Q.  A question on golf architecture.  There's 115 yard par‑3 here and there's some long par‑3s, too, but there's a very, very short par‑3.  What do you think about that hole and your memories of No. 13?
LEE TREVINO:  Well the par‑3s, I don't think that 17 played the distance that it's playing today.  13 was a relatively short hole.  We were actually hitting 9‑irons to it.  There's a tremendous amount of pressure when you stand ‑‑ the thing about a U.S. Open is that when you go to that tee, and in the back of your mind you know that if you miss that fairway that's a possible bogey.  It's going to be a very difficult par if you miss the fairway.
Not so much on all the other tournaments that you play, they just bomb it out there and it doesn't ‑‑ they don't worry about it, the greens are bigger.
Par‑3s are the same, even if they're short or they're long.  Actually the longer ones we don't have as much pressure because if we hit a shot that strays a little left or a little right, well, that's okay, we're hitting a hybrid or a wood in there.  But when you come to a par‑3 like 13, it's a moving hole if you can make two on it.  And if you make bogey on it, you really feel bad because what is it playing 127 or something like that?
But believe me, that's not the easiest hole out here.  And there's a tremendous amount of pressure on a little hole like that.  I wouldn't be surprised if you ‑‑ you might see a couple of hole‑in‑ones there this year.  These guys are good, just like the commercial says.  They're good.

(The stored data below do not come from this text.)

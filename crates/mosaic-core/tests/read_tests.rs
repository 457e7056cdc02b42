//! End-to-end reads over a fixture mosaic: output grid, overview choice,
//! granule placement and the executor.
//!
//! Fixture granules hold `offset + row * 1000 + col`, so each assertion
//! pins the exact source pixel an output pixel came from.

use std::sync::Arc;

use mosaic_common::BoundingBox;
use mosaic_core::{
    GranuleExecutor, MosaicConfig, MosaicError, OverviewPolicy, ReadOutcome, ReadRequest, ResponseState,
    RasterLayerResponse, SampleType,
};
use test_utils::{assert_rasters_identical, MosaicFixture};

// ============================================================================
// Empty and degenerate requests
// ============================================================================

#[tokio::test]
async fn test_disjoint_request_is_empty() {
    let manager = MosaicFixture::grid(2, 2, 8).open().await;

    let outcome = manager
        .read(&ReadRequest::new(BoundingBox::new(100.0, 100.0, 110.0, 110.0)))
        .await
        .unwrap();
    assert!(outcome.is_empty());
    assert!(outcome.mosaic().is_none());
}

#[tokio::test]
async fn test_request_touching_envelope_edge_is_empty() {
    let manager = MosaicFixture::grid(2, 2, 8).open().await;

    let outcome = manager
        .read(&ReadRequest::new(BoundingBox::new(16.0, 0.0, 20.0, 16.0)))
        .await
        .unwrap();
    assert!(matches!(outcome, ReadOutcome::Empty));
}

#[tokio::test]
async fn test_point_request_reads_one_pixel() {
    let manager = MosaicFixture::grid(2, 2, 8).open().await;

    let mosaic = manager
        .read(&ReadRequest::new(BoundingBox::new(3.5, 12.5, 3.5, 12.5)))
        .await
        .unwrap()
        .into_mosaic()
        .unwrap();

    assert_eq!((mosaic.raster.width, mosaic.raster.height), (1, 1));
    assert_eq!(mosaic.raster.data, vec![3003.0]);
}

#[tokio::test]
async fn test_invalid_request_is_rejected() {
    let manager = MosaicFixture::grid(1, 1, 4).open().await;

    let result = manager
        .read(&ReadRequest::new(BoundingBox::new(4.0, 0.0, 0.0, 4.0)))
        .await;
    assert!(matches!(result, Err(MosaicError::InvalidRequest(_))));
}

#[tokio::test]
async fn test_oversized_output_is_refused() {
    let fixture = MosaicFixture::grid(1, 1, 4);
    let decoder = Arc::new(fixture.decoder());
    let manager = fixture
        .open_with(fixture.config(), decoder.clone(), None)
        .await;

    // Too wide for integer pixel space.
    let huge = BoundingBox::new(-1e300, -1e300, 1e300, 1e300);
    let result = manager.read(&ReadRequest::new(huge)).await;
    assert!(matches!(result, Err(MosaicError::InvalidRequest(_))));

    // Representable, but width * height overflows.
    let wide = BoundingBox::new(-1e10, -1e10, 1e10, 1e10);
    let result = manager.read(&ReadRequest::new(wide)).await;
    assert!(matches!(result, Err(MosaicError::InvalidRequest(_))));

    assert_eq!(decoder.decode_count(), 0);
}

#[tokio::test]
async fn test_configured_output_pixel_limit() {
    let fixture = MosaicFixture::grid(2, 2, 8);
    let config = MosaicConfig {
        max_output_pixels: 64,
        ..fixture.config()
    };
    let manager = fixture
        .open_with(config, Arc::new(fixture.decoder()), None)
        .await;

    let refused = manager.read(&ReadRequest::new(fixture.envelope())).await;
    assert!(matches!(refused, Err(MosaicError::InvalidRequest(_))));

    // Same box at half resolution is 8x8.
    let mosaic = manager
        .read(&ReadRequest::new(fixture.envelope()).with_size(8, 8))
        .await
        .unwrap()
        .into_mosaic()
        .unwrap();
    assert_eq!((mosaic.raster.width, mosaic.raster.height), (8, 8));
}

// ============================================================================
// Placement at native resolution
// ============================================================================

#[tokio::test]
async fn test_full_envelope_read() {
    let fixture = MosaicFixture::grid(2, 2, 8);
    let manager = fixture.open().await;

    let mosaic = manager
        .read(&ReadRequest::new(fixture.envelope()).with_size(16, 16))
        .await
        .unwrap()
        .into_mosaic()
        .unwrap();

    assert_eq!((mosaic.raster.width, mosaic.raster.height), (16, 16));
    assert_eq!((mosaic.matched, mosaic.loaded), (4, 4));
    assert_eq!(mosaic.raster.layout.sample_type, SampleType::I32);

    for row in 0..16 {
        for col in 0..16 {
            let (gc, gr) = (col / 8, row / 8);
            let expected = fixture.offset(0, 0, gc, gr) as f64
                + ((row % 8) * 1000 + col % 8) as f64;
            assert_eq!(
                mosaic.raster.get(col, row, 0),
                expected,
                "pixel ({}, {})",
                col,
                row
            );
        }
    }
}

#[tokio::test]
async fn test_single_granule_crop_is_exact() {
    let manager = MosaicFixture::grid(2, 2, 8).open().await;
    let bbox = BoundingBox::new(2.0, 10.0, 6.0, 14.0);

    let mosaic = manager
        .read(&ReadRequest::new(bbox))
        .await
        .unwrap()
        .into_mosaic()
        .unwrap();

    assert_eq!(mosaic.matched, 1);
    assert_eq!((mosaic.raster.width, mosaic.raster.height), (4, 4));
    assert_eq!(mosaic.world_bounds(), bbox);
    for j in 0..4 {
        for i in 0..4 {
            let expected = ((2 + j) * 1000 + 2 + i) as f64;
            assert_eq!(mosaic.raster.get(i, j, 0), expected);
        }
    }
}

#[tokio::test]
async fn test_response_metadata() {
    let manager = MosaicFixture::grid(1, 1, 4).open().await;

    let mosaic = manager
        .read(&ReadRequest::new(BoundingBox::new(0.0, 0.0, 4.0, 4.0)))
        .await
        .unwrap()
        .into_mosaic()
        .unwrap();

    assert_eq!(mosaic.bands.len(), 1);
    assert_eq!(mosaic.bands[0].name, "gray");
    assert_eq!(mosaic.bands[0].data_type, SampleType::I32);
    assert_eq!(mosaic.bands[0].no_data, Some(i32::MIN as f64));
    assert_eq!(mosaic.crs, manager.crs());
    assert_eq!(mosaic.level, 0);
    assert_eq!((mosaic.subsampling_x, mosaic.subsampling_y), (1, 1));
}

#[tokio::test]
async fn test_repeated_reads_are_identical() {
    let fixture = MosaicFixture::grid(3, 2, 6);
    let manager = fixture.open().await;
    let request = ReadRequest::new(BoundingBox::new(1.3, 0.7, 16.2, 11.1)).with_size(9, 7);

    let first = manager.read(&request).await.unwrap().into_mosaic().unwrap();
    let second = manager.read(&request).await.unwrap().into_mosaic().unwrap();

    assert_rasters_identical!(first.raster, second.raster);
    assert_eq!(first.bounds, second.bounds);
}

#[tokio::test]
async fn test_new_response_starts_empty() {
    let manager = MosaicFixture::grid(1, 1, 4).open().await;
    let request = ReadRequest::new(BoundingBox::new(0.0, 0.0, 1.0, 1.0));

    assert_eq!(
        RasterLayerResponse::new(&manager, &request).state(),
        ResponseState::Empty
    );
}

// ============================================================================
// Overviews and subsampling
// ============================================================================

async fn read_with_policy(policy: OverviewPolicy, resolution: f64) -> mosaic_core::MosaicResponse {
    let fixture = MosaicFixture::grid(1, 1, 16).with_overviews(&[1, 2, 4]);
    let manager = fixture.open().await;
    manager
        .read(
            &ReadRequest::new(fixture.envelope())
                .with_resolution(resolution, resolution)
                .with_policy(policy),
        )
        .await
        .unwrap()
        .into_mosaic()
        .unwrap()
}

#[tokio::test]
async fn test_quality_reads_finer_level() {
    let mosaic = read_with_policy(OverviewPolicy::Quality, 3.0).await;

    assert_eq!(mosaic.level, 1);
    assert_eq!((mosaic.subsampling_x, mosaic.subsampling_y), (1, 1));
    assert_eq!((mosaic.raster.width, mosaic.raster.height), (8, 8));
    assert_eq!(mosaic.raster.get(3, 5, 0), (2 * 5 * 1000 + 2 * 3) as f64);
}

#[tokio::test]
async fn test_speed_reads_coarser_level() {
    let mosaic = read_with_policy(OverviewPolicy::Speed, 3.0).await;

    assert_eq!(mosaic.level, 2);
    assert_eq!((mosaic.raster.width, mosaic.raster.height), (4, 4));
    assert_eq!(mosaic.raster.get(1, 2, 0), (4 * 2 * 1000 + 4) as f64);
}

#[tokio::test]
async fn test_nearest_picks_closest_level() {
    let mosaic = read_with_policy(OverviewPolicy::Nearest, 3.0).await;
    assert_eq!(mosaic.level, 2);

    let mosaic = read_with_policy(OverviewPolicy::Nearest, 2.1).await;
    assert_eq!(mosaic.level, 1);
}

#[tokio::test]
async fn test_ignore_reads_native() {
    let mosaic = read_with_policy(OverviewPolicy::Ignore, 3.0).await;

    assert_eq!(mosaic.level, 0);
    assert_eq!((mosaic.raster.width, mosaic.raster.height), (16, 16));
    assert_eq!(mosaic.raster.get(7, 9, 0), 9007.0);
}

#[tokio::test]
async fn test_subsampling_without_overviews() {
    let fixture = MosaicFixture::grid(1, 1, 16);
    let manager = fixture.open().await;

    let mosaic = manager
        .read(&ReadRequest::new(fixture.envelope()).with_resolution(4.0, 4.0))
        .await
        .unwrap()
        .into_mosaic()
        .unwrap();

    assert_eq!(mosaic.level, 0);
    assert_eq!((mosaic.subsampling_x, mosaic.subsampling_y), (4, 4));
    assert_eq!((mosaic.raster.width, mosaic.raster.height), (4, 4));
    // Nearest neighbour on output pixel centres.
    for j in 0..4 {
        for i in 0..4 {
            let expected = ((4 * j + 2) * 1000 + 4 * i + 2) as f64;
            assert_eq!(mosaic.raster.get(i, j, 0), expected);
        }
    }
}

// ============================================================================
// Executor
// ============================================================================

#[tokio::test]
async fn test_pooled_and_inline_reads_match() {
    let fixture = MosaicFixture::grid(4, 4, 8);
    let request = ReadRequest::new(BoundingBox::new(3.0, 2.0, 29.0, 30.0)).with_size(13, 14);

    let pooled = fixture
        .open_with(
            fixture.config(),
            Arc::new(fixture.decoder()),
            Some(Arc::new(GranuleExecutor::pooled(4))),
        )
        .await;
    let inline = fixture
        .open_with(
            fixture.config(),
            Arc::new(fixture.decoder()),
            Some(Arc::new(GranuleExecutor::inline())),
        )
        .await;

    let a = pooled.read(&request).await.unwrap().into_mosaic().unwrap();
    let b = inline.read(&request).await.unwrap().into_mosaic().unwrap();

    assert!(pooled.executor().is_pooled());
    assert!(!inline.executor().is_pooled());
    assert_eq!(a.loaded, 16);
    assert_rasters_identical!(a.raster, b.raster);
}

#[tokio::test(flavor = "multi_thread", worker_threads = 4)]
async fn test_concurrent_reads_share_one_manager() {
    let fixture = MosaicFixture::grid(3, 3, 8);
    let manager = Arc::new(fixture.open().await);
    let request = ReadRequest::new(fixture.envelope());

    let expected = manager.read(&request).await.unwrap().into_mosaic().unwrap();

    let handles: Vec<_> = (0..8)
        .map(|_| {
            let manager = manager.clone();
            let request = request.clone();
            tokio::spawn(async move { manager.read(&request).await })
        })
        .collect();

    for handle in handles {
        let mosaic = handle.await.unwrap().unwrap().into_mosaic().unwrap();
        assert_rasters_identical!(mosaic.raster, expected.raster);
    }
}

#[tokio::test]
async fn test_shared_executor_serves_two_mosaics() {
    let executor = Arc::new(GranuleExecutor::pooled(2));
    let small = MosaicFixture::grid(1, 1, 4);
    let large = MosaicFixture::grid(2, 2, 4);

    let a = small
        .open_with(small.config(), Arc::new(small.decoder()), Some(executor.clone()))
        .await;
    let b = large
        .open_with(large.config(), Arc::new(large.decoder()), Some(executor))
        .await;

    let req_a = ReadRequest::new(small.envelope());
    let req_b = ReadRequest::new(large.envelope());
    let (ra, rb) = tokio::join!(a.read(&req_a), b.read(&req_b));
    assert_eq!(ra.unwrap().into_mosaic().unwrap().loaded, 1);
    assert_eq!(rb.unwrap().into_mosaic().unwrap().loaded, 4);
}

Q.  Lee, test your memory.  But your good friend Dick Martin, I've read gave you a lesson before you played here or a tip.  Do you remember that?
LEE TREVINO:  No, yeah, no, I don't remember that because he didn't give me a lesson.
(Laughter.)  That's why I don't remember it.
(Laughter.)  You have the names mixed up.  His name was Dennis Lavender.  He was the pro at Cedar Crest he was Ben Hogan's best friend.  And I was ‑‑ before I went to Oak Hill, in '68 he gave me a putter.  And then when I came here to Merion, he was telling me to work on my driver, he said, because it's a very ‑‑ it's not a real long golf course, but it's very demanding off the tee, it's got very small greens.  And he said if you can drive the ball in the fairway, he said, you got a shot.  But when I came in here I was playing extremely well.  I was disappointed in 1970.  Between April and April where you used to qualify for the Tournament of Champions I did not win a tournament that year.  And instead of the Tournament of Champions I ended up at Tallahassee.  And I won Tallahassee and I won Memphis and a couple others, I think or one more before I came here.
And the thing that I was doing extremely well when I came here was putting.  I was putting the eyes off the ball.  And that's why when I left here I won here and then I won in Canada and I won in the British Open.  And in four week span.  And it was because of the flat stick.
As far as hitting the ball, I've never varied much.  My variation of hitting the ball was never ‑‑ I kind of pecked it out there from left‑to‑right and I then I pecked it on the green from left‑to‑right.  I was a pretty good bunker player, not the greatest, but I was good.  I had a great wedge game.  From a hundred yards in I was pretty good.  I was pretty good.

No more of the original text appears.